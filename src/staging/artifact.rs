//! Artifact naming and selection
//!
//! The wrapper jar ships with a versioned file name. Downstream steps invoke
//! it by a fixed name, so staging derives that name with a two-group regex:
//! the first group (the versioned prefix) is replaced by the product name and
//! the second group (the suffix) is kept.

use crate::errors::ConfigError;
use once_cell::sync::Lazy;
use regex::{Captures, Regex};
use serde::{Deserialize, Serialize};
use std::path::{Path, PathBuf};

/// Default inclusion filter for the wrapper jar
pub const DEFAULT_INCLUDE_PATTERN: &str = "**/VeracodeJavaAPI*.jar";

/// Default two-group pattern matched against the artifact's file name
pub const DEFAULT_NAME_PATTERN: &str = r"^(VeracodeJavaAPI.*)(\.jar)$";

/// Fixed product name the versioned prefix is replaced with
pub const DEFAULT_STABLE_NAME: &str = "VeracodeJavaAPI";

static DEFAULT_NAME_REGEX: Lazy<Regex> =
    Lazy::new(|| Regex::new(DEFAULT_NAME_PATTERN).expect("default name pattern is valid"));

/// How to pick the artifact when the destination holds several candidates
#[derive(Debug, Clone, Copy, PartialEq, Eq, Default, Serialize, Deserialize)]
#[serde(rename_all = "kebab-case")]
pub enum ArtifactSelection {
    /// Take the first candidate in path order
    #[default]
    FirstListed,

    /// Refuse to stage unless exactly one candidate exists
    ExactlyOne,
}

/// Computes stable artifact names
#[derive(Debug, Clone)]
pub struct StableNamer {
    pattern: Regex,
    product: String,
}

impl StableNamer {
    /// Creates a namer from a two-group pattern and a product name
    ///
    /// # Errors
    ///
    /// Returns [`ConfigError::InvalidPattern`] if the regex does not compile
    /// or has fewer than two capture groups.
    pub fn new(pattern: &str, product: impl Into<String>) -> Result<Self, ConfigError> {
        let pattern = Regex::new(pattern).map_err(|e| ConfigError::InvalidPattern {
            field: "artifact.name_pattern",
            reason: e.to_string(),
        })?;
        // captures_len counts the implicit whole-match group
        if pattern.captures_len() < 3 {
            return Err(ConfigError::InvalidPattern {
                field: "artifact.name_pattern",
                reason: format!("'{pattern}' needs a prefix group and a suffix group"),
            });
        }

        Ok(Self {
            pattern,
            product: product.into(),
        })
    }

    /// Returns the stable name for `file_name`, or `None` if the pattern does
    /// not match
    ///
    /// # Example
    ///
    /// ```rust
    /// use scanstage::StableNamer;
    ///
    /// let namer = StableNamer::default();
    /// assert_eq!(
    ///     namer.stable_name("VeracodeJavaAPI-1.2.3.jar").as_deref(),
    ///     Some("VeracodeJavaAPI.jar")
    /// );
    /// ```
    #[must_use]
    pub fn stable_name(&self, file_name: &str) -> Option<String> {
        if !self.pattern.is_match(file_name) {
            return None;
        }
        let renamed = self.pattern.replace_all(file_name, |caps: &Captures<'_>| {
            format!("{}{}", self.product, caps.get(2).map_or("", |m| m.as_str()))
        });
        Some(renamed.into_owned())
    }

    /// Returns the stable path next to `artifact`
    #[must_use]
    pub fn stable_path(&self, artifact: &Path) -> Option<PathBuf> {
        let file_name = artifact.file_name()?.to_str()?;
        self.stable_name(file_name)
            .map(|name| artifact.with_file_name(name))
    }

    /// Returns true if `path` already carries the stable name
    #[must_use]
    pub fn is_stable(&self, path: &Path) -> bool {
        self.stable_path(path).is_some_and(|stable| stable == path)
    }

    /// The substitution pattern
    #[must_use]
    pub fn pattern(&self) -> &str {
        self.pattern.as_str()
    }
}

impl Default for StableNamer {
    fn default() -> Self {
        Self {
            pattern: DEFAULT_NAME_REGEX.clone(),
            product: DEFAULT_STABLE_NAME.to_string(),
        }
    }
}

#[cfg(test)]
mod tests {
    use super::*;
    use proptest::prelude::*;

    #[test]
    fn test_versioned_name_becomes_stable() {
        let namer = StableNamer::default();
        assert_eq!(
            namer.stable_name("VeracodeJavaAPI-1.2.3.jar").as_deref(),
            Some("VeracodeJavaAPI.jar")
        );
        assert_eq!(
            namer.stable_name("VeracodeJavaAPI.jar").as_deref(),
            Some("VeracodeJavaAPI.jar")
        );
        assert_eq!(namer.stable_name("other-1.0.jar"), None);
    }

    #[test]
    fn test_stable_path_keeps_directory() {
        let namer = StableNamer::default();
        assert_eq!(
            namer.stable_path(Path::new("/agent/ws/VeracodeJavaAPI-24.1.0.jar")),
            Some(PathBuf::from("/agent/ws/VeracodeJavaAPI.jar"))
        );
        assert!(namer.is_stable(Path::new("/agent/ws/VeracodeJavaAPI.jar")));
        assert!(!namer.is_stable(Path::new("/agent/ws/VeracodeJavaAPI-24.1.0.jar")));
    }

    #[test]
    fn test_custom_pattern() {
        let namer = StableNamer::new(r"^(scanner)-[0-9.]+(\.zip)$", "scanner").unwrap();
        assert_eq!(
            namer.stable_name("scanner-3.1.zip").as_deref(),
            Some("scanner.zip")
        );
    }

    #[test]
    fn test_pattern_needs_two_groups() {
        let err = StableNamer::new(r"^VeracodeJavaAPI(.*)$", "x").unwrap_err();
        assert!(matches!(err, ConfigError::InvalidPattern { .. }));
        assert!(StableNamer::new(r"(", "x").is_err());
    }

    #[test]
    fn test_selection_serde() {
        let selection: ArtifactSelection = serde_yaml::from_str("exactly-one").unwrap();
        assert_eq!(selection, ArtifactSelection::ExactlyOne);
        assert_eq!(ArtifactSelection::default(), ArtifactSelection::FirstListed);
    }

    proptest! {
        #[test]
        fn prop_stable_name_is_idempotent(version in "[A-Za-z0-9._-]{0,16}") {
            let namer = StableNamer::default();
            let name = format!("VeracodeJavaAPI{version}.jar");
            let once = namer.stable_name(&name).unwrap();
            let twice = namer.stable_name(&once).unwrap();
            prop_assert_eq!(&once, "VeracodeJavaAPI.jar");
            prop_assert_eq!(once, twice);
        }
    }
}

--------------------------------------------------

WORK TASK
What is the number of lines in the listing above that contain the string "Serialize"? Give only the number.

EXERCISE ANSWER
2